Quand il reprend le chemin du salon, il attaque toujours du pied gauche, sa semelle grince d'un petit couic terriblement agaçant, seulement la gauche, depuis le premier jour. Même quand nous marchons ensemble dans la rue, avec les voitures qui nous frôlent, les gamins qui crient en sortant de l'école, les cyclistes agacés qui font sonner leurs timbres, le bruit de la chaussure gauche persiste. Elle décide de tout, de notre allure, de notre rythme, jusqu'à imposer sa vitesse et rogner notre libre-arbitre. Huit pas donc, les mains chargées d'assiettes qu'il prend garde de ne pas entrechoquer, de verres délicatement posés en respectant la distance idéale pour que la main droite du dineur s'en saisisse sans risquer de souiller sa manche sur le bord de l'assiette. Douze pas pour y retourner. Le tintement des couverts sortis du tiroir qui se referme, avec un petit ouf de fin de course. Huit pour atteindre à nouveau la table autour de laquelle il glisse sans bruit, à moins que ses pas ne soient occultés par le bruit des couverts qui ne peuvent s'en empêcher, le silence est d'or mais eux ils sont d'argent et nous le font savoir.

C'est tout de même étrange ces pensées qui m'envahissent derrière mes paupières fermées, cette impression de présences presque animales des objets, de la volonté qu'ils se permettent d'exprimer me voyant sans résistance, recroquevillée presque à disparaître. Trois pas et je sens son souffle sucré et sa main fraîche qui caresse mes cheveux et glisse jusqu'à ma nuque, douce et tendre. Un léger frémissement, un allègement soudain, mes yeux cachés sous mes bras ébauchent un sourire, un soupir s'échappe du souffle retenu, mes muscles un par un s'étirent dans un retour d'humanité, puis, de cinq pas suivants, le voici reparti dans la cuisine.

L'odeur de sucre de pomme de cannelle s'échappe dans l'entrebâillement de la porte du four.

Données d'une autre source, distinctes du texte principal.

//! Equipment onboarding and person-type resync.
//!
//! Both sync endpoints answer 202 with the created job records; progress
//! is observed through `/sync-jobs`.

use accessgate_core::types::DbId;
use axum::extract::{Path, State};
use axum::http::StatusCode;
use axum::response::IntoResponse;
use axum::Json;
use serde::{Deserialize, Serialize};
use validator::Validate;

use crate::error::AppResult;
use crate::middleware::tenant::RequestContext;
use crate::response::DataResponse;
use crate::state::AppState;

#[derive(Debug, Deserialize, Validate)]
pub struct VerifyEquipment {
    #[validate(length(min = 1, max = 255))]
    pub ip: String,
}

#[derive(Debug, Serialize)]
pub struct VerifyResult {
    pub ip: String,
    pub reachable: bool,
}

/// Body of `POST /equipment/{id}/sync`.
#[derive(Debug, Default, Deserialize)]
pub struct SyncEquipmentRequest {
    /// Person types whose active releases should be pushed.
    #[serde(default)]
    pub person_type_ids: Vec<DbId>,
}

/// POST /api/v1/equipment/verify
pub async fn verify_equipment(
    _ctx: RequestContext,
    State(state): State<AppState>,
    Json(input): Json<VerifyEquipment>,
) -> AppResult<impl IntoResponse> {
    input
        .validate()
        .map_err(accessgate_core::error::CoreError::from)?;
    state.engine.sync.verify_equipment(&input.ip).await?;
    Ok(Json(DataResponse {
        data: VerifyResult {
            ip: input.ip,
            reachable: true,
        },
    }))
}

/// POST /api/v1/equipment/{id}/sync
pub async fn sync_equipment(
    ctx: RequestContext,
    State(state): State<AppState>,
    Path(equipment_id): Path<DbId>,
    Json(input): Json<SyncEquipmentRequest>,
) -> AppResult<impl IntoResponse> {
    let job = state
        .engine
        .sync
        .sync_equipment(equipment_id, &input.person_type_ids, ctx.tenant_id)
        .await?;
    Ok((StatusCode::ACCEPTED, Json(DataResponse { data: job })))
}

/// POST /api/v1/person-types/{id}/sync
pub async fn sync_person_type(
    ctx: RequestContext,
    State(state): State<AppState>,
    Path(person_type_id): Path<DbId>,
) -> AppResult<impl IntoResponse> {
    let jobs = state
        .engine
        .sync
        .sync_person_type(person_type_id, ctx.tenant_id)
        .await?;
    Ok((StatusCode::ACCEPTED, Json(DataResponse { data: jobs })))
}
//! Equipment synchronization constants and job bookkeeping types.

use serde::{Deserialize, Serialize};

use crate::types::DbId;

/// Number of releases pushed to a device per batch.
pub const SYNC_BATCH_SIZE: usize = 25;

/// Default bound on a single equipment HTTP call.
pub const DEFAULT_EQUIPMENT_TIMEOUT_SECS: u64 = 10;

/// One failed device call recorded on a synchronization job.
#[derive(Debug, Clone, PartialEq, Eq, Serialize, Deserialize)]
pub struct SyncError {
    pub equipment_id: DbId,
    pub equipment_ip: String,
    pub message: String,
}

/// Completion percentage of a job, clamped to `0..=100`.
pub fn progress_percent(executed: i32, total: i32) -> i16 {
    if total <= 0 {
        return 100;
    }
    ((i64::from(executed.max(0)) * 100 / i64::from(total)).min(100)) as i16
}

Il sait que ça ne sert à rien d'ouvrir la porte pour surveiller la cuisson de la tarte, il le sait. Mais il n'ignore pas que quand ces parfums m'atteignent je les perçois comme une caresse, comme une promesse, comme une chanson douce qu'un enfant espère avant de sombrer dans le sommeil. 

« Réveille-toi, les enfants vont arriver d'un instant à l'autre, réveille-toi… »

«  Ai-je dormi longtemps ? »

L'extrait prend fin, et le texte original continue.